● **Recorded information**
[Start of Attachment]

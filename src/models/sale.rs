//! Sale records and the money invariants every sale must satisfy.

use chrono::NaiveDateTime;
use rust_decimal::Decimal;
use rust_decimal_macros::dec;
use serde::{Deserialize, Serialize};

use crate::error::{AutomationError, AutomationResult};

/// Flat marketplace commission applied to every sale
pub const COMMISSION_RATE: Decimal = dec!(0.05);

#[derive(Debug, Clone, Copy, PartialEq, Eq, Serialize, Deserialize)]
#[serde(rename_all = "lowercase")]
pub enum OrderStatus {
    Pending,
    Processing,
    Fulfilled,
    Cancelled,
}

impl OrderStatus {
    pub fn as_str(&self) -> &'static str {
        match self {
            OrderStatus::Pending => "pending",
            OrderStatus::Processing => "processing",
            OrderStatus::Fulfilled => "fulfilled",
            OrderStatus::Cancelled => "cancelled",
        }
    }
}

#[derive(Debug, Clone, Copy, PartialEq, Eq, Serialize, Deserialize)]
#[serde(rename_all = "lowercase")]
pub enum PaymentStatus {
    Pending,
    Paid,
    Refunded,
}

impl PaymentStatus {
    pub fn as_str(&self) -> &'static str {
        match self {
            PaymentStatus::Pending => "pending",
            PaymentStatus::Paid => "paid",
            PaymentStatus::Refunded => "refunded",
        }
    }
}

/// Where the orders of a sync pass came from
#[derive(Debug, Clone, Copy, PartialEq, Eq, Serialize, Deserialize)]
#[serde(rename_all = "lowercase")]
pub enum OrderSource {
    Live,
    Simulated,
}

/// Money fields of a sale.
///
/// `total_amount = unit_price * quantity`,
/// `gross_profit = total_amount - cost_of_goods`,
/// `commission = COMMISSION_RATE * total_amount`,
/// `net_profit = gross_profit - commission`.
#[derive(Debug, Clone, Copy, PartialEq, Eq, Serialize, Deserialize)]
pub struct SaleAmounts {
    pub quantity: i32,
    pub unit_price: Decimal,
    pub total_amount: Decimal,
    pub cost_of_goods: Decimal,
    pub gross_profit: Decimal,
    pub commission: Decimal,
    pub net_profit: Decimal,
}

impl SaleAmounts {
    pub fn compute(unit_price: Decimal, quantity: i32, cost_of_goods: Decimal) -> Self {
        let total_amount = unit_price * Decimal::from(quantity);
        let gross_profit = total_amount - cost_of_goods;
        let commission = total_amount * COMMISSION_RATE;

        Self {
            quantity,
            unit_price,
            total_amount,
            cost_of_goods,
            gross_profit,
            commission,
            net_profit: gross_profit - commission,
        }
    }

    /// Reject the record if any derived field does not reconcile.
    pub fn verify(&self) -> AutomationResult<()> {
        if self.quantity < 1 {
            return Err(AutomationError::InvariantViolation(format!(
                "quantity must be at least 1, got {}",
                self.quantity
            )));
        }
        if self.total_amount != self.unit_price * Decimal::from(self.quantity) {
            return Err(AutomationError::InvariantViolation(format!(
                "total {} != unit price {} x quantity {}",
                self.total_amount, self.unit_price, self.quantity
            )));
        }
        if self.gross_profit != self.total_amount - self.cost_of_goods {
            return Err(AutomationError::InvariantViolation(format!(
                "gross profit {} != total {} - cost {}",
                self.gross_profit, self.total_amount, self.cost_of_goods
            )));
        }
        if self.commission != self.total_amount * COMMISSION_RATE {
            return Err(AutomationError::InvariantViolation(format!(
                "commission {} != {} of total {}",
                self.commission, COMMISSION_RATE, self.total_amount
            )));
        }
        if self.net_profit != self.gross_profit - self.commission {
            return Err(AutomationError::InvariantViolation(format!(
                "net profit {} != gross {} - commission {}",
                self.net_profit, self.gross_profit, self.commission
            )));
        }
        Ok(())
    }
}

/// A normalized sale from either the live feed or the simulator
#[derive(Debug, Clone, PartialEq)]
pub struct NewSale {
    pub order_id: String,
    pub product_id: i32,
    /// Product title, carried into the profit ledger
    pub product_title: String,
    pub platform: String,
    pub customer_email: Option<String>,
    pub customer_name: Option<String>,
    pub amounts: SaleAmounts,
    pub order_status: OrderStatus,
    pub payment_status: PaymentStatus,
    pub order_date: NaiveDateTime,
}

#[cfg(test)]
mod tests {
    use super::*;

    #[test]
    fn test_compute_amounts() {
        let amounts = SaleAmounts::compute(dec!(50), 2, dec!(40));
        assert_eq!(amounts.total_amount, dec!(100));
        assert_eq!(amounts.gross_profit, dec!(60));
        assert_eq!(amounts.commission, dec!(5));
        assert_eq!(amounts.net_profit, dec!(55));
        assert!(amounts.verify().is_ok());
    }

    #[test]
    fn test_commission_is_exact() {
        let amounts = SaleAmounts::compute(dec!(47.99), 1, dec!(18.37));
        assert_eq!(amounts.commission, dec!(2.3995));
        assert_eq!(
            amounts.net_profit,
            (amounts.total_amount - amounts.cost_of_goods) - amounts.commission
        );
        assert!(amounts.verify().is_ok());
    }

    #[test]
    fn test_verify_rejects_drift() {
        let mut amounts = SaleAmounts::compute(dec!(30), 1, dec!(12));
        amounts.net_profit += dec!(0.01);
        assert!(matches!(
            amounts.verify(),
            Err(AutomationError::InvariantViolation(_))
        ));

        let mut amounts = SaleAmounts::compute(dec!(30), 2, dec!(12));
        amounts.total_amount = dec!(61);
        assert!(amounts.verify().is_err());
    }

    #[test]
    fn test_verify_rejects_zero_quantity() {
        let amounts = SaleAmounts::compute(dec!(30), 0, dec!(0));
        assert!(amounts.verify().is_err());
    }
}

[End of Attachment]

● **Assignment**
Read through the entries, then copy every line where the string "from" is found.

● **Expected answer**
/// Where the orders of a sync pass came from
        let total_amount = unit_price * Decimal::from(quantity);
        if self.total_amount != self.unit_price * Decimal::from(self.quantity) {
/// A normalized sale from either the live feed or the simulator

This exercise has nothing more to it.